The Mandatory Provident Fund Schemes (Amendment) Bill 2014 (the Bill) seeks to amend the Mandatory Provident Fund Schemes Ordinance to allow withdrawal of Mandatory Provident Fund (MPF) accrued benefits by instalments upon a scheme member’s retirement or early retirement, to add terminal illness as a ground for making early withdrawal of accrued benefits, to improve the information disclosure and prosecution arrangements, and so on. The Bill also proposes to revise the approval process of a new MPF constituent fund and to streamline the administrative and communication procedures, so as to drive down the MPF fees and to enhance the MPF schemes.

The Bills Committee supports the proposal which allows phased withdrawal of MPF accrued benefits, so as to provide scheme members with more flexible options in withdrawing accrued benefits. As MPF trustees’ administrative costs increase with the number of withdrawals, members propose to reduce the number of free withdrawals from at least 12 times a year to no more than four times a year or to set a minimum amount for each withdrawal, so as to maintain the administrative and operational efficiency of the MPF System. Having considered the comments of the Bills Committee, the Administration has agreed to revising the proposal to require MPF trustees to handle a minimum of four free withdrawal requests made by a scheme member in a year while no minimum withdrawal amount will be specified. The authorities have promised a review in future to ascertain whether the new arrangements would satisfy scheme members’ need. Members in general also support the addition of terminal illness as a ground for early withdrawal of accrued benefits. Some members have expressed disagreement to defining terminal illness as a remaining life expectancy of 12 months or less. They hold that certification by a registered medical practitioner or a registered Chinese medicine practitioner that a scheme member suffers from a terminal illness should suffice to justify the early withdrawal. The Administration has indicated that it is necessary to make available an easy-to-understand and objective definition of terminal illness, so as to provide medical practitioners with an objective assessment mechanism, to facilitate easy operation of claim procedures and to help prevent abuse. The authorities have explained that the proposed definition is the outcome of the 2011-2012 public consultation and the subsequent discussion with medical professional bodies, together with the reference made to the arrangement adopted in the Australian Superannuation System.

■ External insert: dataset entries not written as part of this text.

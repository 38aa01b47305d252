//! Background ingestion of the log stream.
//!
//! A dedicated thread reads the input line by line, decodes and formats each
//! line, and hands finished blocks to the event loop over a rendezvous
//! channel. Because the channel has no capacity, the thread does not read the
//! next line until the previous block has been accepted, which keeps blocks in
//! input order with at most one in flight.

use crate::model::record::decode_bytes;
use crate::view::format::{format_record, FormattedBlock, READ_ERROR_NOTICE};
use anyhow::{Context, Result};
use std::io::{BufRead, Read};
use std::sync::mpsc::{sync_channel, Receiver, SyncSender};
use std::thread::JoinHandle;

/// Longest accepted line, not counting the newline. A longer line is treated
/// like a read error.
pub const MAX_LINE_LEN: usize = 64 * 1024;

/// Counters reported when ingestion ends. Only used for the diagnostics log.
#[derive(Debug, Default, Clone, Copy, PartialEq, Eq)]
pub struct IngestSummary {
    pub emitted: usize,
    pub skipped: usize,
}

/// Read `reader` to the end, sending one block per decodable line.
///
/// Undecodable lines are dropped. A read error, or a line longer than
/// [`MAX_LINE_LEN`], sends a single notice block and stops. Ingestion also
/// stops once the receiver has been dropped.
pub fn ingest<R: BufRead>(mut reader: R, sender: &SyncSender<FormattedBlock>) -> IngestSummary {
    let mut summary = IngestSummary::default();
    let mut line = Vec::new();

    loop {
        line.clear();
        match (&mut reader)
            .take(MAX_LINE_LEN as u64 + 1)
            .read_until(b'\n', &mut line)
        {
            Ok(0) => {
                tracing::info!(
                    "Input stream ended: {} blocks, {} lines skipped",
                    summary.emitted,
                    summary.skipped
                );
                return summary;
            }
            Ok(n) if n > MAX_LINE_LEN && !line.ends_with(b"\n") => {
                tracing::warn!("Input line exceeds {} bytes, stopping", MAX_LINE_LEN);
                let _ = sender.send(FormattedBlock::diagnostic(READ_ERROR_NOTICE));
                return summary;
            }
            Ok(_) => {}
            Err(e) => {
                tracing::warn!("Failed to read input stream: {}", e);
                let _ = sender.send(FormattedBlock::diagnostic(READ_ERROR_NOTICE));
                return summary;
            }
        }

        let content = line.strip_suffix(b"\n").unwrap_or(&line);
        let record = match decode_bytes(content) {
            Ok(record) => record,
            Err(e) => {
                tracing::trace!("Skipping undecodable line: {}", e);
                summary.skipped += 1;
                continue;
            }
        };

        if sender.send(format_record(&record)).is_err() {
            tracing::debug!("Viewer closed, stopping ingestion");
            return summary;
        }
        summary.emitted += 1;
    }
}

/// Start ingesting `input` on a background thread.
///
/// The returned receiver disconnects when ingestion finishes.
pub fn spawn_ingest<R>(
    input: R,
) -> Result<(Receiver<FormattedBlock>, JoinHandle<IngestSummary>)>
where
    R: Read + Send + 'static,
{
    let (sender, receiver) = sync_channel(0);
    let handle = std::thread::Builder::new()
        .name("logpeek-ingest".to_string())
        .spawn(move || ingest(std::io::BufReader::new(input), &sender))
        .context("Failed to spawn ingestion thread")?;
    Ok((receiver, handle))
}
//! Services that talk to the outside world: the input stream, the terminal and
//! the diagnostics log.

pub mod ingest;
pub mod log_dirs;
pub mod stdin_source;
pub mod terminal_modes;
pub mod tracing_setup;
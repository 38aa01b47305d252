//! Tracing subscriber setup
//!
//! Diagnostics are written to a log file only; the terminal belongs to the
//! viewer.

use anyhow::{Context, Result};
use std::fs::File;
use std::path::Path;
use std::sync::Arc;
use tracing_subscriber::prelude::*;
use tracing_subscriber::{fmt, EnvFilter};

/// Install the global subscriber writing to `log_file_path`.
///
/// Filtering follows `RUST_LOG`, with DEBUG enabled by default.
pub fn init_global(log_file_path: &Path) -> Result<()> {
    let log_file = File::create(log_file_path)
        .with_context(|| format!("Failed to create log file {}", log_file_path.display()))?;

    build_subscriber(log_file)
        .try_init()
        .context("Failed to install tracing subscriber")?;
    Ok(())
}

/// Subscriber configuration shared between the binary and tests.
pub fn build_subscriber(log_file: File) -> impl tracing::Subscriber + Send + Sync {
    let env_filter = EnvFilter::from_default_env().add_directive(tracing::Level::DEBUG.into());

    let fmt_layer = fmt::layer()
        .with_ansi(false)
        .with_writer(Arc::new(log_file));

    tracing_subscriber::registry().with(fmt_layer).with(env_filter)
}
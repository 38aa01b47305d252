use ratatui::style::Color;

/// Header color for a severity label. Matching ignores case.
pub fn severity_color(severity: &str) -> Color {
    match severity.to_lowercase().as_str() {
        "debug" => Color::Indexed(8),
        "info" => Color::Indexed(10),
        "warn" => Color::Indexed(11),
        "error" => Color::Indexed(9),
        _ => Color::Indexed(7),
    }
}

#[cfg(test)]
mod tests {
    use super::*;

    #[test]
    fn test_known_severities() {
        assert_eq!(severity_color("debug"), Color::Indexed(8));
        assert_eq!(severity_color("info"), Color::Indexed(10));
        assert_eq!(severity_color("warn"), Color::Indexed(11));
        assert_eq!(severity_color("error"), Color::Indexed(9));
    }

    #[test]
    fn test_case_insensitive() {
        assert_eq!(severity_color("ERROR"), Color::Indexed(9));
        assert_eq!(severity_color("Info"), Color::Indexed(10));
        assert_eq!(severity_color("wArN"), Color::Indexed(11));
    }

    #[test]
    fn test_unknown_is_neutral() {
        assert_eq!(severity_color(""), Color::Indexed(7));
        assert_eq!(severity_color("warning"), Color::Indexed(7));
        assert_eq!(severity_color("fatal"), Color::Indexed(7));
    }
}
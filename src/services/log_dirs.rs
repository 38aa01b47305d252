//! Location of the diagnostics log.
//!
//! The viewer paints the whole terminal, so its own diagnostics go to a file:
//! `$XDG_STATE_HOME/logpeek/logs/` (typically `~/.local/state/logpeek/logs/`).
//! Each process writes `logpeek-{PID}.log`; stale files from dead processes
//! are removed on startup.

use std::fs;
use std::path::{Path, PathBuf};
use std::sync::OnceLock;
use std::time::{Duration, SystemTime};

/// Minimum age for log files to be cleaned up (24 hours)
const CLEANUP_AGE: Duration = Duration::from_secs(24 * 60 * 60);

static LOG_DIR: OnceLock<PathBuf> = OnceLock::new();

/// The log directory, created on first use.
///
/// Falls back to the system temp directory if the state directory cannot be
/// determined or created.
pub fn log_dir() -> &'static PathBuf {
    LOG_DIR.get_or_init(|| {
        let fallback = std::env::temp_dir().join("logpeek-logs");
        let dir = xdg_log_dir().unwrap_or_else(|| fallback.clone());

        if let Err(e) = fs::create_dir_all(&dir) {
            tracing::warn!("Failed to create log directory {:?}: {}", dir, e);
            let _ = fs::create_dir_all(&fallback);
            return fallback;
        }

        dir
    })
}

fn xdg_log_dir() -> Option<PathBuf> {
    if let Ok(state_home) = std::env::var("XDG_STATE_HOME") {
        let path = PathBuf::from(state_home);
        if path.is_absolute() {
            return Some(path.join("logpeek").join("logs"));
        }
    }

    std::env::var("HOME").ok().map(|home| {
        PathBuf::from(home)
            .join(".local")
            .join("state")
            .join("logpeek")
            .join("logs")
    })
}

/// `{log_dir}/logpeek-{PID}.log`
pub fn main_log_path() -> PathBuf {
    log_dir().join(format!("logpeek-{}.log", std::process::id()))
}

/// Remove log files left behind by processes that are no longer running.
pub fn cleanup_stale_logs() {
    cleanup_stale_logs_in_dir(log_dir(), std::process::id());
}

fn cleanup_stale_logs_in_dir(dir: &Path, current_pid: u32) {
    let Ok(entries) = fs::read_dir(dir) else {
        return;
    };

    for entry in entries.flatten() {
        let file_name = entry.file_name();
        let name = file_name.to_string_lossy();

        let Some(pid) = extract_pid_from_filename(&name) else {
            continue;
        };
        if pid == current_pid {
            continue;
        }

        if !is_process_running(pid)
            && is_file_older_than(&entry.path(), CLEANUP_AGE)
            && entry.file_type().map(|t| t.is_file()).unwrap_or(false)
        {
            if let Err(e) = fs::remove_file(entry.path()) {
                tracing::debug!("Failed to clean up stale log {:?}: {}", entry.path(), e);
            } else {
                tracing::debug!("Cleaned up stale log file: {:?}", entry.path());
            }
        }
    }
}

fn is_file_older_than(path: &Path, age: Duration) -> bool {
    let Ok(modified) = fs::metadata(path).and_then(|m| m.modified()) else {
        return false;
    };

    SystemTime::now()
        .duration_since(modified)
        .map(|elapsed| elapsed > age)
        .unwrap_or(false)
}

/// PID from a name like "logpeek-12345.log"
fn extract_pid_from_filename(name: &str) -> Option<u32> {
    let without_ext = name.strip_suffix(".log")?;
    let pid_str = without_ext.strip_prefix("logpeek-")?;
    pid_str.parse().ok()
}

fn is_process_running(pid: u32) -> bool {
    #[cfg(unix)]
    {
        // Signal 0 only checks whether the process exists
        unsafe {
            libc::kill(pid as libc::pid_t, 0) == 0
                || std::io::Error::last_os_error().raw_os_error() == Some(libc::EPERM)
        }
    }

    #[cfg(not(unix))]
    {
        let _ = pid;
        true
    }
}
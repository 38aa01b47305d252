//! Keyboard commands understood by the viewer.

use crossterm::event::{KeyCode, KeyEvent, KeyEventKind, KeyModifiers};

/// What a key press asks the viewer to do.
#[derive(Debug, Clone, Copy, PartialEq, Eq)]
pub enum Command {
    ScrollUp,
    ScrollDown,
    Quit,
}

/// Resolve a key event to a command. Unbound keys and non-press events map to `None`.
pub fn command_for(key_event: &KeyEvent) -> Option<Command> {
    // Terminals with enhanced keyboard reporting also send release/repeat events
    if key_event.kind != KeyEventKind::Press {
        return None;
    }

    match key_event {
        KeyEvent {
            code: KeyCode::Char('q'),
            modifiers: KeyModifiers::NONE,
            ..
        } => Some(Command::Quit),

        KeyEvent {
            code: KeyCode::Char('c'),
            modifiers: KeyModifiers::CONTROL,
            ..
        } => Some(Command::Quit),

        KeyEvent {
            code: KeyCode::Up,
            modifiers: KeyModifiers::NONE,
            ..
        } => Some(Command::ScrollUp),

        KeyEvent {
            code: KeyCode::Down,
            modifiers: KeyModifiers::NONE,
            ..
        } => Some(Command::ScrollDown),

        _ => None,
    }
}
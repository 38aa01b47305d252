//! Drives a `Viewer` the way the binary does, against an in-memory terminal.

use crossterm::event::{KeyCode, KeyEvent, KeyModifiers};
use logpeek::app::{Transition, Viewer, ViewerEvent};
use logpeek::services::ingest::spawn_ingest;
use ratatui::backend::TestBackend;
use ratatui::Terminal;
use std::io::Cursor;
use std::time::{Duration, Instant};

pub struct ViewerTestHarness {
    viewer: Viewer,
    terminal: Terminal<TestBackend>,
}

impl ViewerTestHarness {
    /// A viewer whose viewport has already received the initial resize.
    pub fn new(width: u16, height: u16) -> anyhow::Result<Self> {
        super::tracing::init_tracing_from_env();

        let terminal = Terminal::new(TestBackend::new(width, height))?;
        let mut viewer = Viewer::new();
        viewer.handle_event(ViewerEvent::Resize(width, height));
        Ok(Self { viewer, terminal })
    }

    pub fn viewer(&self) -> &Viewer {
        &self.viewer
    }

    /// Run `input` through a real ingestion thread until it ends.
    pub fn ingest(&mut self, input: &str) -> anyhow::Result<usize> {
        let (receiver, handle) = spawn_ingest(Cursor::new(input.as_bytes().to_vec()))?;
        let deadline = Instant::now() + Duration::from_secs(5);
        let mut received = 0;

        loop {
            let outcome = self.viewer.drain_blocks(&receiver, usize::MAX);
            received += outcome.received;
            if outcome.disconnected {
                break;
            }
            anyhow::ensure!(Instant::now() < deadline, "ingestion did not finish");
            std::thread::sleep(Duration::from_millis(1));
        }

        handle
            .join()
            .map_err(|_| anyhow::anyhow!("ingestion thread panicked"))?;
        Ok(received)
    }

    pub fn send_key(&mut self, code: KeyCode, modifiers: KeyModifiers) -> Transition {
        self.viewer
            .handle_event(ViewerEvent::Key(KeyEvent::new(code, modifiers)))
    }

    pub fn resize(&mut self, width: u16, height: u16) -> anyhow::Result<Transition> {
        self.terminal.backend_mut().resize(width, height);
        Ok(self.viewer.handle_event(ViewerEvent::Resize(width, height)))
    }

    pub fn offset(&self) -> usize {
        self.viewer.state().offset()
    }

    /// The plain-text frame, as produced by the viewport renderer.
    pub fn frame_text(&self) -> String {
        self.viewer.render()
    }

    pub fn render(&mut self) -> anyhow::Result<()> {
        let viewer = &self.viewer;
        self.terminal.draw(|frame| viewer.draw(frame))?;
        Ok(())
    }

    /// Screen contents, one line per row with trailing blanks removed.
    pub fn screen_to_string(&self) -> String {
        let buffer = self.terminal.backend().buffer();
        (0..buffer.area.height)
            .map(|y| {
                (0..buffer.area.width)
                    .map(|x| buffer[(x, y)].symbol())
                    .collect::<String>()
                    .trim_end()
                    .to_string()
            })
            .collect::<Vec<_>>()
            .join("\n")
    }

    pub fn assert_screen_contains(&self, text: &str) {
        let screen = self.screen_to_string();
        assert!(
            screen.contains(text),
            "Expected screen to contain {:?}\nScreen:\n{}",
            text,
            screen
        );
    }

    /// Foreground color of the cell at (x, y).
    pub fn fg_at(&self, x: u16, y: u16) -> ratatui::style::Color {
        self.terminal.backend().buffer()[(x, y)].fg
    }
}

Moreover, some members have suggested allowing scheme members who are certified to have critical illness to make early withdrawal of accrued benefits, in order to help them pay medical expenses or meet other financial needs. The authorities have advised that critical illness is not necessarily fatal and critically ill scheme members who recover after treatment will still require retirement protection. Allowing early withdrawal of accrued benefits by critically ill scheme members will reduce the amount available for meeting retirement needs in future and this contradicts the policy objective of the MPF System. Hence, the authorities consider it inadvisable to add critical illness as a ground for early withdrawal of accrued benefits.

Members generally support the Bill’s proposal to promote the use of electronic means of communication between trustees and scheme members. But some members are concerned that the full implementation of electronic communication may prejudice scheme members’ right to information. Members consider that scheme members should be allowed to opt for non-electronic means to manage their MPF accounts and suggested the authorities take appropriate measures to prevent trustees from charging scheme members for using paper correspondence.

The authorities have indicated that scheme members may still opt for non-electronic means of communication. Although the Mandatory Provident Fund Schemes Ordinance contains no provisions which prohibit trustees from charging members administrative fees for the use of paper correspondence, none of the current 38 MPF registered schemes impose any charges on scheme members for provision of required documents. Furthermore, all fees have to be specified in the fee table of the offering document.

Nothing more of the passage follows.